In an extension of a short-term study examining the response of mast cell tumors (MCTs) in dogs to masitinib (a tyrosine kinase inhibitor), investigators from the University of Tennessee's College of Veterinary Medicine recently published their findings evaluating tumor response and overall survival rate and time for dogs with nonresectable MCTs treated with masitinib.
Participating client-owned dogs had nonresectable grade 2 or 3 MCTs. Placed in randomly selected groups, the dogs received daily oral masitinib or placebo until tumor progression was detected. Treatment was extended beyond an initial short term, six-month study, at which point tumor assessment was conducted at three-month intervals for each dog until detection of tumor progression.

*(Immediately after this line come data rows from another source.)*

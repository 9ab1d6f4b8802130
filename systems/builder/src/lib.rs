#![deny(
    unsafe_code,
    missing_docs,
    dead_code,
    unused_results,
    non_snake_case,
    unreachable_pub
)]

//! Pure build-mode system: placement validation, ghost previews, and the
//! translation of pointer input into build, select, and sell commands.

use elemental_defence_core::{
    Archetype, ArchetypeId, CellCoord, Command, CommandError, DefenderId, Event, Path,
    PlacementRule,
};

/// Checks whether `archetype` may be built on `cell`.
///
/// Checks run in a fixed order so the reported reason is stable: bounds,
/// occupancy, path rule, then affordability.
pub fn validate_placement(
    archetype: &Archetype,
    cell: CellCoord,
    path: &Path,
    occupied: bool,
    gold: u64,
) -> Result<(), CommandError> {
    if !cell.in_bounds() {
        return Err(CommandError::OutOfBounds);
    }
    if occupied {
        return Err(CommandError::CellOccupied);
    }
    let rule = archetype.placement();
    let on_path = path.contains_cell(cell);
    let allowed = match rule {
        PlacementRule::OnPath => on_path,
        PlacementRule::OffPath => !on_path,
    };
    if !allowed {
        return Err(CommandError::InvalidPlacement { rule });
    }
    if gold < archetype.cost {
        return Err(CommandError::InsufficientGold {
            required: archetype.cost,
            available: gold,
        });
    }
    Ok(())
}

/// Declarative placement preview describing a potential construction.
#[derive(Clone, Copy, Debug, PartialEq, Eq)]
pub struct PlacementPreview {
    /// Archetype proposed for placement.
    pub archetype: ArchetypeId,
    /// Cell that would hold the defender.
    pub cell: CellCoord,
    /// Indicates whether the preview represents a valid placement location.
    pub placeable: bool,
    /// Reason the placement would be rejected, if any.
    pub reason: Option<CommandError>,
}

impl PlacementPreview {
    /// Evaluates a preview for `archetype` at `cell`.
    #[must_use]
    pub fn evaluate(
        archetype: &Archetype,
        cell: CellCoord,
        path: &Path,
        occupied: bool,
        gold: u64,
    ) -> Self {
        let reason = validate_placement(archetype, cell, path, occupied, gold).err();
        Self {
            archetype: archetype.id,
            cell,
            placeable: reason.is_none(),
            reason,
        }
    }
}

/// Input snapshot distilled from adapter-provided frame input data.
#[derive(Clone, Copy, Debug, Default, PartialEq, Eq)]
pub struct BuilderInput {
    /// Indicates whether the player clicked a cell on this frame.
    pub confirm_action: bool,
    /// Indicates whether the player requested a sale on this frame.
    pub sell_action: bool,
    /// Indicates whether the player left build mode on this frame.
    pub cancel_action: bool,
    /// Cell currently under the cursor.
    pub cursor_cell: Option<CellCoord>,
}

/// Build-mode system that translates preview + input into commands.
#[derive(Clone, Debug, Default)]
pub struct Builder {
    armed: Option<ArchetypeId>,
}

impl Builder {
    /// Creates a builder with no archetype armed.
    #[must_use]
    pub const fn new() -> Self {
        Self { armed: None }
    }

    /// Enters build mode for the provided archetype.
    pub fn arm(&mut self, archetype: ArchetypeId) {
        self.armed = Some(archetype);
    }

    /// Leaves build mode.
    pub fn disarm(&mut self) {
        self.armed = None;
    }

    /// Archetype currently armed for construction.
    #[must_use]
    pub const fn armed(&self) -> Option<ArchetypeId> {
        self.armed
    }

    /// Consumes world events and adapter-derived input to emit commands.
    ///
    /// While armed, a click on a placeable preview builds; otherwise a click
    /// selects whatever defender `defender_at` reports for the cell, clearing
    /// the selection on empty cells. A successful build leaves build mode.
    pub fn handle<F>(
        &mut self,
        events: &[Event],
        preview: Option<PlacementPreview>,
        input: BuilderInput,
        mut defender_at: F,
        out: &mut Vec<Command>,
    ) where
        F: FnMut(CellCoord) -> Option<DefenderId>,
    {
        for event in events {
            if let Event::DefenderBuilt { archetype, .. } = event {
                if self.armed == Some(*archetype) {
                    self.armed = None;
                }
            }
        }

        if input.cancel_action {
            self.armed = None;
        }

        if input.confirm_action {
            match (self.armed, preview) {
                (Some(armed), Some(preview)) => {
                    if preview.placeable && preview.archetype == armed {
                        out.push(Command::BuildDefender {
                            archetype: preview.archetype,
                            cell: preview.cell,
                        });
                    }
                }
                (Some(_), None) => {}
                (None, _) => {
                    if let Some(cell) = input.cursor_cell {
                        out.push(Command::SelectDefender {
                            defender: defender_at(cell),
                        });
                    }
                }
            }
        }

        if input.sell_action {
            if let Some(defender) = input.cursor_cell.and_then(&mut defender_at) {
                out.push(Command::SellDefender { defender });
            }
        }
    }
}
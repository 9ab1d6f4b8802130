#![deny(
    unsafe_code,
    missing_docs,
    dead_code,
    unused_results,
    non_snake_case,
    unreachable_pub
)]

//! Pure target selection over spawn-ordered entity arenas.
//!
//! Every selector walks the arena front to back and never sorts, so ties are
//! always broken in favour of the entity that appeared first. Results are
//! arena indices; callers own the arenas and resolve indices back to entities.

use elemental_defence_core::Vec2;

/// Entity that occupies a point in the world and may have been flagged dead.
pub trait Positioned {
    /// Current position in world units.
    fn position(&self) -> Vec2;

    /// Whether the entity is still live and selectable.
    fn is_live(&self) -> bool;
}

/// Attacker-like entity eligible for defender targeting.
pub trait Candidate: Positioned {
    /// Current hit points.
    fn hp(&self) -> f64;

    /// Whether the entity is a boss.
    fn is_boss(&self) -> bool;
}

/// Radius test used by a selector.
#[derive(Clone, Copy, Debug, PartialEq)]
pub struct Reach {
    radius: f32,
    inclusive: bool,
}

impl Reach {
    /// Matches entities at a distance less than or equal to `radius`.
    #[must_use]
    pub const fn within(radius: f32) -> Self {
        Self {
            radius,
            inclusive: true,
        }
    }

    /// Matches entities strictly closer than `radius`.
    #[must_use]
    pub const fn closer_than(radius: f32) -> Self {
        Self {
            radius,
            inclusive: false,
        }
    }

    /// Radius in world units.
    #[must_use]
    pub const fn radius(&self) -> f32 {
        self.radius
    }

    /// Whether the distance between two points satisfies the reach.
    #[must_use]
    pub fn contains(&self, from: Vec2, to: Vec2) -> bool {
        let distance = from.distance(to);
        if self.inclusive {
            distance <= self.radius
        } else {
            distance < self.radius
        }
    }
}

/// Index of the first live entity within reach of `origin`, skipping `skip`.
#[must_use]
pub fn first_in_reach<T: Positioned>(
    items: &[T],
    origin: Vec2,
    reach: Reach,
    skip: Option<usize>,
) -> Option<usize> {
    items.iter().enumerate().find_map(|(index, item)| {
        let eligible =
            Some(index) != skip && item.is_live() && reach.contains(origin, item.position());
        eligible.then_some(index)
    })
}

/// Index of the live candidate with the most hit points.
///
/// Earlier entities win ties.
#[must_use]
pub fn strongest<T: Candidate>(items: &[T]) -> Option<usize> {
    let mut best: Option<(usize, f64)> = None;
    for (index, item) in items.iter().enumerate() {
        if !item.is_live() {
            continue;
        }
        match best {
            Some((_, hp)) if item.hp() <= hp => {}
            _ => best = Some((index, item.hp())),
        }
    }
    best.map(|(index, _)| index)
}

/// Index of the live entity nearest to `point` whose own reach covers it.
///
/// The reach is resolved per entity so larger entities present larger hit
/// areas. Earlier entities win ties.
#[must_use]
pub fn nearest_covering<T, F>(items: &[T], point: Vec2, reach_of: F) -> Option<usize>
where
    T: Positioned,
    F: Fn(&T) -> Reach,
{
    let mut best: Option<(usize, f32)> = None;
    for (index, item) in items.iter().enumerate() {
        if !item.is_live() || !reach_of(item).contains(item.position(), point) {
            continue;
        }
        let distance = item.position().distance(point);
        match best {
            Some((_, nearest)) if distance >= nearest => {}
            _ => best = Some((index, distance)),
        }
    }
    best.map(|(index, _)| index)
}

/// Selection helper that reuses a scratch buffer across calls.
#[derive(Debug, Default)]
pub struct Targeting {
    scratch: Vec<usize>,
}

impl Targeting {
    /// Creates a targeting helper with an empty scratch buffer.
    #[must_use]
    pub fn new() -> Self {
        Self::default()
    }

    /// Indices of every live entity within reach of `origin`, in arena order.
    pub fn in_reach<T: Positioned>(&mut self, items: &[T], origin: Vec2, reach: Reach) -> &[usize] {
        self.scratch.clear();
        for (index, item) in items.iter().enumerate() {
            if item.is_live() && reach.contains(origin, item.position()) {
                self.scratch.push(index);
            }
        }
        &self.scratch
    }

    /// Indices of every entity matching `predicate`, in arena order.
    pub fn matching<T, F>(&mut self, items: &[T], predicate: F) -> &[usize]
    where
        F: Fn(&T) -> bool,
    {
        self.scratch.clear();
        for (index, item) in items.iter().enumerate() {
            if predicate(item) {
                self.scratch.push(index);
            }
        }
        &self.scratch
    }
}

Masitinib administration significantly improved survival rate in these dogs, with 62.1% of the treated dogs alive at 12 months and 39.8% alive at 24 months. In comparison, only 36% of the untreated dogs were alive at 12 months and 15% at 24 months. In contrast to the poor predictive value of tumor response at six weeks, tumor control at the six-month evaluations appeared to be highly predictive for 24-month survival. Additionally, indicating a possible cure, 9% of the treated dogs achieved complete responses at 24 months. Improved long-term survival was seen regardless of c-Kit status, although, in dogs with mutated c-Kit, the improvement was more obvious.
The authors of this study emphasize that the results of this clinical study suggest that short-term response should not be the determining factor for drug approval and that tumor response is not a substitute for ascertaining data on survival. They further caution that with regard to cancer drugs used to treat MCTs in dogs, efficacy should not be concluded based on short-term tumor response, which may be entirely irrelevant.
Hahn KA, Legendre AM, Shaw NG, et al. Evaluation of 12- and 24-month survival rates after treatment with masitinib in dogs with nonresectable mast cell tumors. Am J Vet Res 2010;71(11):1354-1361.